JaCappella Corpus: A Japanese a Cappella Vocal Ensemble Corpus
Tomohiko Nakamura, Shinnosuke Takamichi, Naoko Tanji, Satoru Fukayama, Hiroshi Saruwatari
TL;DR
The paper introduces jaCappella, a Japanese a cappella vocal ensemble corpus designed for vocal ensemble separation and synthesis. It comprises 35 songs arranged from out-of-copyright children's tunes, featuring six voice parts (Vo, S, A, T, Bs, VP) across seven genre-based subsets and provided as monaural 24-bit WAVs with MusicXML scores. The authors analyze lexical versus non-lexical syllables and demonstrate the corpus as a challenging resource for separation by evaluating X-UMX, DPTNet, and MRDLA in a singer-closed setting using $SI$-$SDR$ as the evaluation metric, with waveform-based methods performing best. The work supplies a valuable dataset that enables both separation and synthesis research for varied vocal ensemble styles and genres in MIR.
Abstract
We construct a corpus of Japanese a cappella vocal ensembles (jaCappella corpus) for vocal ensemble separation and synthesis. It consists of 35 copyright-cleared vocal ensemble songs and their audio recordings of individual voice parts. These songs were arranged from out-of-copyright Japanese children's songs and have six voice parts (lead vocal, soprano, alto, tenor, bass, and vocal percussion).
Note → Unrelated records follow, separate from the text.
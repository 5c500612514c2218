//! Controller flags and storage adapter setup

use std::net::SocketAddr;
use std::sync::Arc;

use clap::Args;
use tracing::{info, warn};

use autobucket_common::crd::BucketCloud;
use autobucket_common::AUTOBUCKET_SYSTEM_NAMESPACE;
use autobucket_storage::gcs::DEFAULT_GCS_ENDPOINT;
use autobucket_storage::{CloudAdapters, GcsAuth, GcsJsonApi, PurgingStorageAdapter, StorageError};

/// Flags for `autobucket controller`
#[derive(Args, Debug, Clone)]
pub struct ControllerArgs {
    /// Address for the /healthz and /readyz endpoints
    #[arg(
        long,
        env = "AUTOBUCKET_HEALTH_ADDR",
        default_value = "0.0.0.0:8080",
        global = true
    )]
    pub health_addr: SocketAddr,

    /// Only reconcile while holding the leader Lease
    #[arg(long, env = "AUTOBUCKET_LEADER_ELECTION", global = true)]
    pub enable_leader_election: bool,

    /// Namespace of the leader Lease
    #[arg(
        long,
        env = "POD_NAMESPACE",
        default_value = AUTOBUCKET_SYSTEM_NAMESPACE,
        global = true
    )]
    pub lease_namespace: String,

    #[command(flatten)]
    #[allow(missing_docs)]
    pub gcp: GcpConfig,
}

/// Google Cloud Storage settings
#[derive(Args, Debug, Clone)]
pub struct GcpConfig {
    /// Project new buckets are created in; GCP support is off without it
    #[arg(long = "gcp-project", env = "GCP_PROJECT", global = true)]
    pub project: Option<String>,

    /// Fixed bearer token; the metadata server is used when unset
    #[arg(
        long = "gcp-access-token",
        env = "GCP_ACCESS_TOKEN",
        hide_env_values = true,
        global = true
    )]
    pub access_token: Option<String>,

    /// JSON API endpoint, e.g. a local emulator
    #[arg(
        long = "gcs-endpoint",
        env = "GCS_ENDPOINT",
        default_value = DEFAULT_GCS_ENDPOINT,
        global = true
    )]
    pub endpoint: String,

    /// Send no credentials at all, for emulators such as fake-gcs-server
    #[arg(long = "gcs-anonymous", env = "GCS_ANONYMOUS", global = true)]
    pub anonymous: bool,
}

impl GcpConfig {
    fn auth(&self) -> GcsAuth {
        if self.anonymous {
            return GcsAuth::Anonymous;
        }
        match self.access_token.as_deref().filter(|t| !t.is_empty()) {
            Some(token) => GcsAuth::Static(token.to_string()),
            None => GcsAuth::metadata_server(),
        }
    }
}

/// Build the adapter registry for every configured cloud
///
/// A cloud without configuration gets no adapter; Buckets for it are
/// reported and left alone by the bucket controller.
pub fn build_adapters(gcp: &GcpConfig) -> Result<CloudAdapters, StorageError> {
    let mut adapters = CloudAdapters::new();

    match gcp.project.as_deref().filter(|p| !p.is_empty()) {
        Some(project) => {
            let api = GcsJsonApi::new(&gcp.endpoint, project, gcp.auth())?;
            adapters.register(BucketCloud::Gcp, Arc::new(PurgingStorageAdapter::new(api)));
            info!(project, endpoint = %gcp.endpoint, "GCS adapter registered");
        }
        None => warn!("No GCP project configured, gcp Buckets will not be provisioned"),
    }

    Ok(adapters)
}

#[cfg(test)]
mod tests {
    use super::*;
    use clap::Parser;

    #[derive(Parser, Debug)]
    struct TestCli {
        #[command(flatten)]
        args: ControllerArgs,
    }

    fn gcp(project: Option<&str>, token: Option<&str>, endpoint: &str) -> GcpConfig {
        GcpConfig {
            project: project.map(String::from),
            access_token: token.map(String::from),
            endpoint: endpoint.to_string(),
            anonymous: false,
        }
    }

    #[test]
    fn explicit_flags_are_parsed() {
        let cli = TestCli::try_parse_from([
            "autobucket",
            "--health-addr",
            "127.0.0.1:9090",
            "--enable-leader-election",
            "--lease-namespace",
            "ops",
            "--gcp-project",
            "my-project",
            "--gcs-endpoint",
            "http://localhost:4443",
        ])
        .unwrap();

        assert_eq!(cli.args.health_addr, "127.0.0.1:9090".parse().unwrap());
        assert!(cli.args.enable_leader_election);
        assert_eq!(cli.args.lease_namespace, "ops");
        assert_eq!(cli.args.gcp.project.as_deref(), Some("my-project"));
        assert_eq!(cli.args.gcp.endpoint, "http://localhost:4443");
    }

    #[test]
    fn invalid_health_addr_is_rejected() {
        assert!(TestCli::try_parse_from(["autobucket", "--health-addr", "not-an-addr"]).is_err());
    }

    #[test]
    fn no_project_means_no_gcp_adapter() {
        for project in [None, Some("")] {
            let adapters = build_adapters(&gcp(project, None, DEFAULT_GCS_ENDPOINT)).unwrap();
            assert!(adapters.get(&BucketCloud::Gcp).is_none());
            assert!(adapters.clouds().is_empty());
        }
    }

    #[test]
    fn project_registers_gcp_adapter() {
        let adapters =
            build_adapters(&gcp(Some("my-project"), Some("token"), DEFAULT_GCS_ENDPOINT)).unwrap();
        assert!(adapters.get(&BucketCloud::Gcp).is_some());
        assert!(adapters
            .get(&BucketCloud::Unrecognized("azure".to_string()))
            .is_none());
    }

    #[test]
    fn bad_endpoint_is_a_config_error() {
        let err = build_adapters(&gcp(Some("my-project"), None, "not a url")).unwrap_err();
        assert!(matches!(err, StorageError::Config(_)));
    }

    #[test]
    fn token_selects_static_auth() {
        assert!(matches!(
            gcp(Some("p"), Some("secret"), DEFAULT_GCS_ENDPOINT).auth(),
            GcsAuth::Static(ref t) if t == "secret"
        ));
        assert!(matches!(
            gcp(Some("p"), Some(""), DEFAULT_GCS_ENDPOINT).auth(),
            GcsAuth::MetadataServer { .. }
        ));
        assert!(matches!(
            gcp(Some("p"), None, DEFAULT_GCS_ENDPOINT).auth(),
            GcsAuth::MetadataServer { .. }
        ));

        let emulator = GcpConfig {
            anonymous: true,
            ..gcp(Some("p"), Some("secret"), "http://localhost:4443")
        };
        assert!(matches!(emulator.auth(), GcsAuth::Anonymous));
    }
}
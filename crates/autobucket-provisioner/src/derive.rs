//! Deriving a desired Bucket from Deployment annotations
//!
//! All functions here are pure. The derived `fullName` depends only on the
//! prefix, namespace and Deployment name, so repeated reconciles always
//! compute the same Bucket.

use std::collections::BTreeMap;

use k8s_openapi::api::apps::v1::Deployment;
use k8s_openapi::apimachinery::pkg::apis::meta::v1::{ObjectMeta, OwnerReference};
use kube::ResourceExt;

use autobucket_common::crd::{Bucket, BucketCloud, BucketSpec, OnDeletePolicy};
use autobucket_common::{Error, CLOUD_ANNOTATION, NAME_PREFIX_ANNOTATION};

/// Prefix used when the name-prefix annotation is absent or empty
pub const DEFAULT_NAME_PREFIX: &str = "ab";

/// The parts of a Deployment the provisioner reads
#[derive(Clone, Debug, PartialEq, Eq)]
pub struct WorkloadAnnotationView {
    /// Deployment name, reused as the Bucket name
    pub name: String,
    /// Deployment namespace
    pub namespace: String,
    /// Cloud annotation; None means opted out
    pub cloud: Option<BucketCloud>,
    /// Bucket name prefix
    pub name_prefix: String,
}

impl WorkloadAnnotationView {
    /// Read the view off a Deployment
    pub fn from_deployment(deployment: &Deployment) -> Result<Self, Error> {
        let name = deployment.name_any();
        let namespace = deployment
            .namespace()
            .ok_or_else(|| Error::validation_for(&name, "deployment has no namespace"))?;
        let annotations = deployment.annotations();

        let cloud = annotations
            .get(CLOUD_ANNOTATION)
            .filter(|v| !v.is_empty())
            .map(|v| BucketCloud::from(v.as_str()));
        let name_prefix = annotations
            .get(NAME_PREFIX_ANNOTATION)
            .filter(|v| !v.is_empty())
            .cloned()
            .unwrap_or_else(|| DEFAULT_NAME_PREFIX.to_string());

        Ok(Self {
            name,
            namespace,
            cloud,
            name_prefix,
        })
    }

    /// Global cloud bucket name for this workload
    pub fn bucket_full_name(&self) -> String {
        bucket_full_name(&self.name_prefix, &self.namespace, &self.name)
    }
}

/// `<prefix>-<namespace>-<name>`
pub fn bucket_full_name(prefix: &str, namespace: &str, name: &str) -> String {
    format!("{prefix}-{namespace}-{name}")
}

/// Labels stamped on derived Buckets
pub fn labels_for_bucket(deployment_name: &str) -> BTreeMap<String, String> {
    BTreeMap::from([
        ("app".to_string(), "ab".to_string()),
        ("deployment_cr".to_string(), deployment_name.to_string()),
    ])
}

/// The Bucket `view` asks for, owned by `owner`; None if opted out
pub fn desired_bucket(view: &WorkloadAnnotationView, owner: OwnerReference) -> Option<Bucket> {
    let cloud = view.cloud.clone()?;
    Some(Bucket {
        metadata: ObjectMeta {
            name: Some(view.name.clone()),
            namespace: Some(view.namespace.clone()),
            labels: Some(labels_for_bucket(&view.name)),
            owner_references: Some(vec![owner]),
            ..Default::default()
        },
        spec: BucketSpec {
            cloud,
            full_name: view.bucket_full_name(),
            on_delete_policy: OnDeletePolicy::default(),
        },
        status: None,
    })
}
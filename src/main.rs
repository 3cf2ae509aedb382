// ABOUTME: Entry point for the ibis binary.
// ABOUTME: Parses CLI arguments, initializes tracing, wires the agent, and starts the HTTP server.

use std::sync::Arc;

use clap::Parser;

use ibis_agent::crew::{CHIEF_QA_ENGINEER_PROMPT, CodingTool, DevCrew, SENIOR_ENGINEER_PROMPT};
use ibis_agent::providers::LEAD_ENGINEER_PROMPT;
use ibis_agent::{ChatAgent, Telemetry, Workflow, all_tool_definitions, create_model_runtime};
use ibis_server::{AppState, ServerConfig, create_router};

/// Conversational coding agent server.
#[derive(Parser, Debug)]
#[command(name = "ibis", version, about)]
struct Args {
    /// Socket address to bind, overriding IBIS_BIND.
    #[arg(long)]
    bind: Option<std::net::SocketAddr>,

    /// LLM provider to use, overriding IBIS_PROVIDER.
    #[arg(long)]
    provider: Option<String>,

    /// Model name, overriding IBIS_MODEL.
    #[arg(long)]
    model: Option<String>,
}

#[tokio::main]
async fn main() -> anyhow::Result<()> {
    dotenvy::dotenv().ok();

    tracing_subscriber::fmt()
        .with_env_filter(
            tracing_subscriber::EnvFilter::try_from_default_env()
                .unwrap_or_else(|_| "ibis=debug,tower_http=debug".parse().unwrap()),
        )
        .init();

    let args = Args::parse();
    let mut config = ServerConfig::from_env()?;
    if let Some(bind) = args.bind {
        config.bind = bind;
    }
    if let Some(provider) = args.provider {
        config.provider = provider;
    }
    if let Some(model) = args.model {
        config.model = Some(model);
    }

    // The lead engineer fronts the chat and may delegate; the crew stages
    // get their own runtimes with stage-specific prompts and no tools.
    let model = config.model.as_deref();
    let lead = create_model_runtime(
        &config.provider,
        model,
        LEAD_ENGINEER_PROMPT,
        all_tool_definitions(),
    )?;
    let engineer =
        create_model_runtime(&config.provider, model, SENIOR_ENGINEER_PROMPT, Vec::new())?;
    let qa =
        create_model_runtime(&config.provider, model, CHIEF_QA_ENGINEER_PROMPT, Vec::new())?;

    let telemetry = Telemetry::new("ibis");
    let workflow = Workflow::new(lead, config.max_steps)
        .with_tool(Arc::new(CodingTool::new(DevCrew::new(engineer, qa))));
    let agent = ChatAgent::new(workflow, telemetry.clone());

    let state = Arc::new(AppState::new(agent, telemetry));
    let router = create_router(state);

    tracing::info!(bind = %config.bind, provider = %config.provider, "ibis starting up");
    let listener = tokio::net::TcpListener::bind(config.bind).await?;
    axum::serve(listener, router).await?;

    Ok(())
}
They are divided into seven subsets, each of which features typical characteristics of a music genre such as jazz and enka. The variety in genre and voice part match vocal ensembles recently widespread in social media services such as YouTube, although the main targets of conventional vocal ensemble datasets are choral singing made up of soprano, alto, tenor, and bass. Experimental evaluation demonstrates that our corpus is a challenging resource for vocal ensemble separation. Our corpus is available on our project page (https://tomohikonakamura.github.io/jaCappella_corpus/).